India to Block $1.3 Billion Chinese Pharmaceutical Takeover, Sources SayBy and
Fosun, Gland still to be officially notified, people say
Border spat between India, China have escalated tensions
India is poised to reject Shanghai Fosun Pharmaceutical Group Co.’s proposed $1.3 billion takeover of an Indian drugmaker, according to people familiar with the matter, scuppering the biggest-ever Chinese acquisition in the country.
The Cabinet Committee on Economic Affairs, chaired by Prime Minister Narendra Modi, has decided to block the Chinese firm’s purchase of an 86 percent stake in Gland Pharma Ltd., said the people. The companies haven’t been formally notified yet of the move, the people said, asking not to be identified because the information is private.
Tensions between India and China -- the South Asian nation’s biggest trading partner -- have escalated amid a renewed spat over territory in a remote area of the Himalayas, one of the most serious flareups since a border war in 1962. A collapse of the acquisition would be a setback for Fosun Pharma, which had sought Gland Pharma’s stable of generic injectable medicines and facilities approved to manufacture products for sale in the U.S.
Fosun Pharma shares fell as much as 1.8 percent on Tuesday before trading 1.4 percent lower to HK$28.20 at 2:39 p.m. in Hong Kong.
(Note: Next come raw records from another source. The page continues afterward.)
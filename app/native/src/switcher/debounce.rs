//! Quiet-period timer.
//!
//! Every accepted event re-arms the timer; [`Debouncer::settled`] completes
//! once the full interval has passed without another re-arm.

use std::pin::Pin;
use std::time::Duration;

use tokio::time::{Instant, Sleep, sleep};

/// Coalesces bursts of events into a single settle signal.
#[derive(Debug)]
pub struct Debouncer {
    interval: Duration,
    deadline: Option<Pin<Box<Sleep>>>,
}

impl Debouncer {
    /// Creates a disarmed debouncer.
    #[must_use]
    pub const fn new(interval: Duration) -> Self { Self { interval, deadline: None } }

    /// Returns whether a settle signal is pending.
    #[must_use]
    pub const fn is_armed(&self) -> bool { self.deadline.is_some() }

    /// Starts (or restarts) the quiet period from now.
    pub fn arm(&mut self) {
        let deadline = Instant::now() + self.interval;
        match self.deadline.as_mut() {
            Some(timer) => timer.as_mut().reset(deadline),
            None => self.deadline = Some(Box::pin(sleep(self.interval))),
        }
    }

    /// Cancels any pending settle signal.
    pub fn disarm(&mut self) { self.deadline = None; }

    /// Waits until the quiet period elapses, then disarms.
    ///
    /// Never completes while disarmed. Cancel safe: dropping the future
    /// keeps the pending deadline.
    pub async fn settled(&mut self) {
        match self.deadline.as_mut() {
            Some(timer) => {
                timer.as_mut().await;
                self.deadline = None;
            }
            None => std::future::pending().await,
        }
    }
}
//! Autoduplex - switches a Bluetooth headset between stereo playback and
//! duplex call mode.
//!
//! The [`switcher`] module holds the switching engine; [`pulse`] connects it
//! to a PulseAudio server through its command line tools.

pub mod cli;
pub mod config;
pub mod error;
pub mod pulse;
pub mod schema;
pub mod switcher;

use crate::config::AutoduplexConfig;
use crate::error::SwitcherError;
use crate::pulse::{PactlEventSource, PulseController};
use crate::switcher::Engine;

/// Runs the switcher against the local PulseAudio server until its event
/// feed ends.
///
/// # Errors
///
/// Returns an error if the configuration is invalid, the server does not
/// come up within the startup window, or the event feed terminates.
pub async fn serve(config: &AutoduplexConfig) -> Result<(), SwitcherError> {
    let controller = PulseController::new(&config.pulse)?;
    let mut source = PactlEventSource::new(&config.pulse)?;
    let mut engine = Engine::new(config, controller)?;

    tracing::info!(
        debounce_ms = config.debounce_ms,
        mute_on_duplex = config.mute_on_duplex,
        "watching PulseAudio streams"
    );
    engine.start(&mut source).await
}
//! Event feed subscription.

use std::future::Future;
use std::time::Duration;

use tokio::sync::mpsc;
use tokio::time::{Instant, sleep};

use super::event::ServerEvent;
use crate::error::SwitcherError;

/// Produces the live sequence of stream lifecycle events.
///
/// A subscription is not restartable: once the returned channel closes, the
/// feed is gone for good.
pub trait EventSource {
    /// Opens the feed.
    ///
    /// Fails with [`SwitcherError::Unavailable`] while the audio server is
    /// not reachable yet.
    fn subscribe(
        &mut self,
    ) -> impl Future<Output = Result<mpsc::Receiver<ServerEvent>, SwitcherError>>;
}

/// Subscribes to `source`, retrying every `poll` while the server is
/// unavailable, for at most `window`.
///
/// # Errors
///
/// Returns the last [`SwitcherError::Unavailable`] once the window has
/// passed, or any other subscription error immediately.
pub async fn connect<S: EventSource>(
    source: &mut S,
    window: Duration,
    poll: Duration,
) -> Result<mpsc::Receiver<ServerEvent>, SwitcherError> {
    let deadline = Instant::now() + window;
    let mut attempts = 0u32;

    loop {
        attempts += 1;
        match source.subscribe().await {
            Ok(events) => {
                tracing::debug!(attempts, "subscribed to event feed");
                return Ok(events);
            }
            Err(err) if err.is_transient() && Instant::now() < deadline => {
                tracing::debug!(attempts, error = %err, "audio server not ready, waiting");
                sleep(poll).await;
            }
            Err(err) => return Err(err),
        }
    }
}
The city’s benchmark Hang Seng Index rose 0.7 percent.
“This is almost like a sanction,” said Abhijit Joshi, a mergers and acquisitions lawyer and managing partner at Veritas Legal in Mumbai, who isn’t involved in the deal. “Rejecting a deal like this is almost like sending a signal to say, ‘no Chinese business,’ which means there could be a retaliatory action, trade wise, by China.”
Fosun Pharma, backed by Chinese billionaire Guo Guangchang, said in an exchange filing Tuesday that Gland Pharma hasn’t received notice on the result of the acquisition review from the Indian government.
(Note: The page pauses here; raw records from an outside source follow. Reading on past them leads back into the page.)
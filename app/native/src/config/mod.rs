//! Configuration module for Autoduplex.
//!
//! This module provides configuration types and loading functionality.
//!
//! The configuration file supports JSONC format (JSON with comments).
//! Both single-line (`//`) and multi-line (`/* */`) comments are allowed.

pub mod template;
pub mod types;

use std::path::{Path, PathBuf};

pub use types::{
    AutoduplexConfig, ClientPattern, ClientsConfig, ConfigError, MatchStrategy, PulseConfig,
    config_paths, load_config, load_config_from_path,
};

/// A configuration together with the file it was read from.
#[derive(Debug, Clone, Default)]
pub struct LoadedConfig {
    /// The effective configuration.
    pub config: AutoduplexConfig,
    /// The file the configuration was read from, if any.
    pub path: Option<PathBuf>,
}

/// Loads the configuration from disk.
///
/// Reads `custom_path` when given, otherwise the first existing file from
/// [`config_paths`]. Falls back to the default configuration when no file
/// exists or the file cannot be parsed.
#[must_use]
pub fn load(custom_path: Option<&Path>) -> LoadedConfig {
    let result = custom_path.map_or_else(load_config, load_config_from_path);

    match result {
        Ok((config, path)) => {
            tracing::debug!(path = %path.display(), "loaded configuration");
            LoadedConfig { config, path: Some(path) }
        }
        Err(ConfigError::NotFound) => {
            tracing::debug!("no configuration file found, using defaults");
            LoadedConfig::default()
        }
        Err(err) => {
            tracing::warn!(error = %err, "failed to load configuration, using defaults");
            LoadedConfig::default()
        }
    }
}

#[cfg(test)]
mod tests {
    use std::fs;

    use super::*;

    #[test]
    fn test_load_missing_custom_path_uses_defaults() {
        let dir = tempfile::tempdir().unwrap();
        let loaded = load(Some(&dir.path().join("nope.jsonc")));
        assert!(loaded.path.is_none());
        assert_eq!(loaded.config, AutoduplexConfig::default());
    }

    #[test]
    fn test_load_invalid_custom_path_uses_defaults() {
        let dir = tempfile::tempdir().unwrap();
        let path = dir.path().join("config.jsonc");
        fs::write(&path, "{ not json").unwrap();

        let loaded = load(Some(&path));
        assert!(loaded.path.is_none());
        assert!(loaded.config.mute_on_duplex);
    }

    #[test]
    fn test_load_custom_path_reports_source() {
        let dir = tempfile::tempdir().unwrap();
        let path = dir.path().join("config.jsonc");
        fs::write(&path, r#"{ "muteOnDuplex": false }"#).unwrap();

        let loaded = load(Some(&path));
        assert_eq!(loaded.path.as_deref(), Some(path.as_path()));
        assert!(!loaded.config.mute_on_duplex);
    }
}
The arm of Chinese conglomerate Fosun International Ltd. agreed in July last year to acquire control of Gland Pharma from an investor group including KKR & Co. The setback highlights the difficulties faced by China’s once-prolific acquirers, which are facing mounting pressure at home and abroad. HNA Group Co. recently scrapped the purchase of an in-flight entertainment provider, while Dalian Wanda Group Co. agreed to sell most of its theme-park assets amid scrutiny from regulators.
The Gland Pharma purchase had already completed Indian antitrust filings and been reviewed by the country’s Foreign Investment Promotion Board. Jagdish Thakkar, a spokesman in the Indian Prime Minister’s Office, didn’t return phone calls, while an email sent to Cabinet Secretary Pradeep Kumar Sinha wasn’t answered. Representatives for Gland Pharma and KKR didn’t immediately respond to requests for comment.
“India’s engagement with China is multifaceted. In areas where we have commonality of views, engagement has expanded and upgraded in recent years,” India’s junior Foreign Minister V.K. Singh told lawmakers on Thursday, adding that both sides should be guided by previously agreed principles. “India and China, in their relationship, must not allow differences to become disputes.”
Fosun Pharma said in a July 27 filing to the Hong Kong bourse that it had obtained relevant approvals from Chinese authorities. The acquisition is still subject to the review and approval of India’s Cabinet Committee on Economic Affairs, so the termination date has been further extended to Sept. 26, the filing shows.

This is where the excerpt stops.